Deciphering motor neuron disease

Mar 1 2009

Dr Ian Blair and Professor Garth Nicholson from the University of Sydney's ANZAC Research Institute have identified a new gene abnormality that causes the fatal paralysis, motor neuron disease (MND) in families with multiple members affected by the disease.

Until recently the cause of MND was unknown. The newly identified gene encodes a protein, called FUS, which is closely related to the function of another MND protein called TDP-43 (also discovered by the same research teams in 2008 to cause another form of motor neuron disease). Both these proteins slowly build up in neurons and eventually kill them to cause MND. For the first time, a common form of damage that kills motor neurons has been discovered.
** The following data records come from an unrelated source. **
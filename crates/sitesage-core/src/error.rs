use thiserror::Error;

/// Failures while building a [`KnowledgeIndex`](crate::index::KnowledgeIndex).
///
/// Query-time operations never fail; only index construction does.
#[derive(Debug, Error, PartialEq)]
pub enum IndexError {
    #[error("cannot build an index from an empty chunk set")]
    EmptyCorpus,

    #[error("expected {expected} embeddings, got {actual}")]
    MissingEmbeddings { expected: usize, actual: usize },

    #[error("chunk {chunk_id} has a {actual}-dimension embedding, expected {expected}")]
    DimensionMismatch {
        chunk_id: String,
        expected: usize,
        actual: usize,
    },
}
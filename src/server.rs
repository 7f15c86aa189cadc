//! HTTP surface for the answer engine.
//!
//! # Endpoints
//!
//! | Method | Path | Description |
//! |--------|------|-------------|
//! | `POST` | `/api/chat` | `{"message"}` → `{"response", "sources"}` |
//! | `GET`  | `/api/health` | Health check (returns version) |
//!
//! Errors use `{ "error": { "code": "bad_request", "message": "..." } }`.
//! CORS is open to all origins, methods and headers.

use axum::{
    extract::{rejection::JsonRejection, State},
    http::StatusCode,
    response::{IntoResponse, Response},
    routing::{get, post},
    Json, Router,
};
use serde::{Deserialize, Serialize};
use std::sync::Arc;
use tokio::net::TcpListener;
use tower_http::cors::{Any, CorsLayer};
use tracing::info;

use sitesage_core::models::QueryResult;

use crate::engine::AnswerEngine;

/// Bind `bind_addr` and serve until the process is terminated.
pub async fn run_server(engine: Arc<AnswerEngine>, bind_addr: &str) -> anyhow::Result<()> {
    let listener = TcpListener::bind(bind_addr).await?;
    serve(engine, listener).await
}

/// Serve on an already-bound listener.
pub async fn serve(engine: Arc<AnswerEngine>, listener: TcpListener) -> anyhow::Result<()> {
    info!("listening on http://{}", listener.local_addr()?);
    axum::serve(listener, router(engine)).await?;
    Ok(())
}

pub fn router(engine: Arc<AnswerEngine>) -> Router {
    let cors = CorsLayer::new()
        .allow_origin(Any)
        .allow_methods(Any)
        .allow_headers(Any);

    Router::new()
        .route("/api/chat", post(handle_chat))
        .route("/api/health", get(handle_health))
        .layer(cors)
        .with_state(engine)
}

// ============ Error response ============

#[derive(Serialize)]
struct ErrorBody {
    error: ErrorDetail,
}

#[derive(Serialize)]
struct ErrorDetail {
    code: String,
    message: String,
}

struct AppError {
    status: StatusCode,
    code: String,
    message: String,
}

impl IntoResponse for AppError {
    fn into_response(self) -> Response {
        let body = ErrorBody {
            error: ErrorDetail {
                code: self.code,
                message: self.message,
            },
        };
        (self.status, Json(body)).into_response()
    }
}

fn bad_request(message: impl Into<String>) -> AppError {
    AppError {
        status: StatusCode::BAD_REQUEST,
        code: "bad_request".to_string(),
        message: message.into(),
    }
}

// ============ POST /api/chat ============

#[derive(Deserialize)]
struct ChatRequest {
    message: String,
}

async fn handle_chat(
    State(engine): State<Arc<AnswerEngine>>,
    payload: Result<Json<ChatRequest>, JsonRejection>,
) -> Result<Json<QueryResult>, AppError> {
    let Json(request) = payload.map_err(|e| bad_request(e.body_text()))?;
    let message = request.message.trim();
    if message.is_empty() {
        return Err(bad_request("message must not be empty"));
    }

    Ok(Json(engine.answer_query(message).await))
}

// ============ GET /api/health ============

#[derive(Serialize)]
struct HealthResponse {
    status: &'static str,
    service: &'static str,
    version: &'static str,
}

async fn handle_health() -> Json<HealthResponse> {
    Json(HealthResponse {
        status: "healthy",
        service: "sitesage",
        version: env!("CARGO_PKG_VERSION"),
    })
}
This is an important step towards developing effective screening and prevention for this fatal disease as well as finding treatments that prevent or reduce the inexorable progress of this so-far untreatable disease. Work can now commence to develop drugs that target the common damage mechanism aiming to prevent the fatal build up of these proteins.

MND causes the death of motor nerves (neurons) that extend from the brain and spinal cord to all the muscles in the body, controlling the ability to move, breathe, eat, and drink. People with MND are gradually confined to a wheel chair, and breathing difficulties can follow. The disease can progress rapidly, with death typically 3 to 5 years after onset although there are long living exceptions.

The study, published in the journal Science, was made possible by the dedicated cooperation of families with inherited MND both in Australia and the UK.